Estiveram três dias em festa... Até à exaustão… E, já muito cansados, pai e filho, deitados na cama, para o que o pai julgava serem dois esticões, diz o pequeno: -Ó Pai, acho que nunca vou esquecer a luz que estava dentro dos teus olhos… era fantástica… Diz o pai: - Talvez a íris, que é a cor dos olhos, tenha a capacidade de absorver a luz do dia e a deixe ficar ali por um tempo… E o sol viva dentro de nós... assim… Fixado no rosto do pai e no caminho dessa luz o miúdo diz: - Ó Pai, os teus olhos são muito fixes, à volta da ceninha preta agora tens um sol dourado… O pai sorriu. E olhando fixamente para a íris do filho viu o quê?

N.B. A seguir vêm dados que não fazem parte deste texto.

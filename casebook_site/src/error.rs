//! Error types for loading, configuration and site builds.

use std::io;
use std::path::PathBuf;
use thiserror::Error;

/// Failures while loading content. All of them are fatal for the load.
#[derive(Debug, Error)]
pub enum LoadError {
    #[error("required content directory not found: {}", .0.display())]
    MissingDirectory(PathBuf),

    #[error("failed to read {}: {source}", path.display())]
    Io {
        path: PathBuf,
        #[source]
        source: io::Error,
    },

    #[error("invalid JSON in {}: {source}", path.display())]
    Json {
        path: PathBuf,
        #[source]
        source: serde_json::Error,
    },
}

impl LoadError {
    pub(crate) fn io(path: impl Into<PathBuf>, source: io::Error) -> Self {
        LoadError::Io {
            path: path.into(),
            source,
        }
    }
}

pub type Result<T, E = LoadError> = std::result::Result<T, E>;

#[derive(Debug, Error)]
pub enum ConfigError {
    #[error("failed to read config {}: {source}", path.display())]
    Io {
        path: PathBuf,
        #[source]
        source: io::Error,
    },

    #[error("invalid config {}: {source}", path.display())]
    Toml {
        path: PathBuf,
        #[source]
        source: toml::de::Error,
    },
}

#[derive(Debug, Error)]
pub enum BuildError {
    #[error(transparent)]
    Load(#[from] LoadError),

    #[error("failed to write {}: {source}", path.display())]
    Write {
        path: PathBuf,
        #[source]
        source: io::Error,
    },

    #[error("failed to serialize site index: {0}")]
    Index(#[from] serde_json::Error),
}

#[cfg(test)]
mod tests {
    use super::*;

    #[test]
    fn test_messages_name_the_path() {
        let err = LoadError::MissingDirectory(PathBuf::from("data/book"));
        assert_eq!(err.to_string(), "required content directory not found: data/book");

        let err = LoadError::io("data/skills.json", io::Error::from(io::ErrorKind::NotFound));
        assert!(err.to_string().starts_with("failed to read data/skills.json"));
    }
}
//! Loading the skills lookup table.

use casebook_model::SkillTable;
use std::path::Path;
use tracing::info;

use super::load_json_file;
use crate::error::Result;

/// Load the skills table from a single JSON object file. The file is required.
pub fn load_skill_table(path: &Path) -> Result<SkillTable> {
    let skills: SkillTable = load_json_file(path)?;
    info!(count = skills.len(), "loaded skills table");
    Ok(skills)
}

#[cfg(test)]
mod tests {
    use super::*;
    use crate::error::LoadError;
    use crate::loader::fixtures::write;

    #[test]
    fn test_load_skill_table() {
        let dir = tempfile::tempdir().unwrap();
        write(
            dir.path(),
            "skills.json",
            r#"{"fencing": {"title": "Swordsmanship"}, "poisons": {"title": "Toxicology"}}"#,
        );

        let skills = load_skill_table(&dir.path().join("skills.json")).unwrap();
        assert_eq!(skills.len(), 2);
        assert_eq!(skills.title_of("poisons"), "Toxicology");
        assert_eq!(skills.title_of("herbalism"), "herbalism");
    }

    #[test]
    fn test_skill_table_must_be_an_object() {
        let dir = tempfile::tempdir().unwrap();
        write(dir.path(), "skills.json", r#"["fencing"]"#);

        let err = load_skill_table(&dir.path().join("skills.json")).unwrap_err();
        assert!(matches!(err, LoadError::Json { .. }));
    }
}
//! The skills lookup table and the key -> title resolution rule.

use indexmap::IndexMap;
use serde::{Deserialize, Serialize};

use crate::entities::null_as_default;

/// An entry of the skills table.
#[derive(Debug, Clone, Default, PartialEq, Serialize, Deserialize)]
pub struct Skill {
    #[serde(default, deserialize_with = "null_as_default")]
    pub title: String,

    /// Any other fields of the entry, kept as-is.
    #[serde(flatten)]
    pub extra: serde_json::Map<String, serde_json::Value>,
}

impl Skill {
    pub fn new(title: impl Into<String>) -> Self {
        Self {
            title: title.into(),
            extra: serde_json::Map::new(),
        }
    }
}

/// Skill key -> skill record (`data/skills.json`).
///
/// Characters reference skills by key only; an unknown key is displayed as-is.
#[derive(Debug, Clone, Default, PartialEq, Serialize, Deserialize)]
#[serde(transparent)]
pub struct SkillTable(IndexMap<String, Skill>);

impl SkillTable {
    /// Create an empty skills table.
    pub fn new() -> Self {
        Self::default()
    }

    pub fn insert(&mut self, key: impl Into<String>, skill: Skill) {
        self.0.insert(key.into(), skill);
    }

    pub fn get(&self, key: &str) -> Option<&Skill> {
        self.0.get(key)
    }

    pub fn contains(&self, key: &str) -> bool {
        self.0.contains_key(key)
    }

    /// Resolve a skill key to its display title.
    ///
    /// Falls back to the key itself when the key is unknown or its title is
    /// empty, so the result is never blank for a non-blank key.
    pub fn title_of<'a>(&'a self, key: &'a str) -> &'a str {
        match self.0.get(key) {
            Some(skill) if !skill.title.is_empty() => &skill.title,
            _ => key,
        }
    }

    /// Resolve every key and join the titles with `", "`.
    pub fn joined_titles<S: AsRef<str>>(&self, keys: &[S]) -> String {
        keys.iter()
            .map(|key| self.title_of(key.as_ref()))
            .collect::<Vec<_>>()
            .join(", ")
    }

    pub fn len(&self) -> usize {
        self.0.len()
    }

    pub fn is_empty(&self) -> bool {
        self.0.is_empty()
    }

    pub fn iter(&self) -> impl Iterator<Item = (&str, &Skill)> {
        self.0.iter().map(|(key, skill)| (key.as_str(), skill))
    }
}

impl<K: Into<String>> FromIterator<(K, Skill)> for SkillTable {
    fn from_iter<I: IntoIterator<Item = (K, Skill)>>(iter: I) -> Self {
        Self(iter.into_iter().map(|(key, skill)| (key.into(), skill)).collect())
    }
}

#[cfg(test)]
mod tests {
    use super::*;

    fn table() -> SkillTable {
        [
            ("fencing", Skill::new("Swordsmanship")),
            ("poisons", Skill::new("Toxicology")),
            ("blank", Skill::new("")),
        ]
        .into_iter()
        .collect()
    }

    #[test]
    fn test_known_key_resolves_to_title() {
        let skills = table();
        assert_eq!(skills.title_of("fencing"), "Swordsmanship");
        assert_eq!(skills.title_of("poisons"), "Toxicology");
    }

    #[test]
    fn test_unknown_key_is_identity() {
        let skills = table();
        assert_eq!(skills.title_of("herbalism"), "herbalism");
        assert_eq!(skills.title_of("blank"), "blank");
        assert_eq!(SkillTable::new().title_of("fencing"), "fencing");
    }

    #[test]
    fn test_joined_titles() {
        let skills = table();
        assert_eq!(
            skills.joined_titles(&["fencing", "herbalism"]),
            "Swordsmanship, herbalism"
        );
        assert_eq!(skills.joined_titles::<&str>(&[]), "");
    }

    #[test]
    fn test_decode_table() {
        let skills: SkillTable = serde_json::from_str(
            r#"{"fencing": {"title": "Swordsmanship", "description": "Blades."}, "riding": {}}"#,
        )
        .unwrap();

        assert_eq!(skills.len(), 2);
        assert_eq!(skills.title_of("fencing"), "Swordsmanship");
        assert_eq!(skills.title_of("riding"), "riding");
        assert_eq!(skills.get("fencing").unwrap().extra["description"], "Blades.");
    }
}
//! Minimal HTML markup helpers for page fragments.

/// Escape text for use as element content or a quoted attribute value.
pub fn escape_html(text: &str) -> String {
    text.replace('&', "&amp;")
        .replace('<', "&lt;")
        .replace('>', "&gt;")
        .replace('"', "&quot;")
        .replace('\'', "&#39;")
}

/// `<tag id="id">inner</tag>`; `inner` is inserted as-is.
pub fn element(tag: &str, id: Option<&str>, inner: &str) -> String {
    match id {
        Some(id) => format!("<{tag} id=\"{}\">{inner}</{tag}>", escape_html(id)),
        None => format!("<{tag}>{inner}</{tag}>"),
    }
}

/// An element whose content is plain text.
pub fn text_element(tag: &str, id: Option<&str>, text: &str) -> String {
    element(tag, id, &escape_html(text))
}

/// A collapsible observation region, hidden unless it has text.
pub fn observation_region(region_id: &str, analysis_id: &str, analysis: Option<&str>) -> String {
    let style = if analysis.is_some() { "display: block" } else { "display: none" };
    format!(
        "<div id=\"{}\" class=\"observations\" style=\"{style}\"><div id=\"{}\">{}</div></div>",
        escape_html(region_id),
        escape_html(analysis_id),
        analysis.unwrap_or_default()
    )
}

/// Embed a value for page scripts as `const name = <json>;`.
///
/// `</` is escaped so the JSON cannot close the surrounding script element.
pub fn script_global(name: &str, value: &serde_json::Value) -> String {
    format!("const {name} = {};", value.to_string().replace("</", "<\\/"))
}

#[cfg(test)]
mod tests {
    use super::*;
    use serde_json::json;

    #[test]
    fn test_escape_html() {
        assert_eq!(
            escape_html(r#"<b>"Tom" & 'Jerry'</b>"#),
            "&lt;b&gt;&quot;Tom&quot; &amp; &#39;Jerry&#39;&lt;/b&gt;"
        );
    }

    #[test]
    fn test_elements() {
        assert_eq!(element("p", None, "<em>x</em>"), "<p><em>x</em></p>");
        assert_eq!(text_element("h1", Some("title"), "A & B"), "<h1 id=\"title\">A &amp; B</h1>");
    }

    #[test]
    fn test_observation_region_hidden_without_text() {
        let hidden = observation_region("obs", "analysis", None);
        assert!(hidden.contains("display: none"));
        assert!(hidden.contains("<div id=\"analysis\"></div>"));

        let shown = observation_region("obs", "analysis", Some("Ink smudged."));
        assert!(shown.contains("display: block"));
        assert!(shown.contains("Ink smudged."));
    }

    #[test]
    fn test_script_global_escapes_closing_tags() {
        let global = script_global("entries", &json!([{"content": "</script>"}]));
        assert_eq!(global, r#"const entries = [{"content":"<\/script>"}];"#);
        assert_eq!(script_global("nextChapter", &json!(null)), "const nextChapter = null;");
    }
}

À volta da ceninha preta estava um coração rosa… Afinal, aqueles olhos... eram de ver e serem vistos, enquanto espelhavam o que lhes ia na alma, depois de terem bebido a Vida. Tudo junto dava um coração. O menino tinha dois corações, um para correr, outro para amar. E esta história só pôde acontecer porque no dia que era para todas as pessoas, daquela terra, entristecerem para sempre, um miúdo quis saber como eram os olhos do pai.
Conclusão:
O amor começa em coisas pequenas, está nos outros, em olharmos os outros, em olharmos de frente, nos olhos, como as crianças, mas isto só é possível se tivermos uma só cara.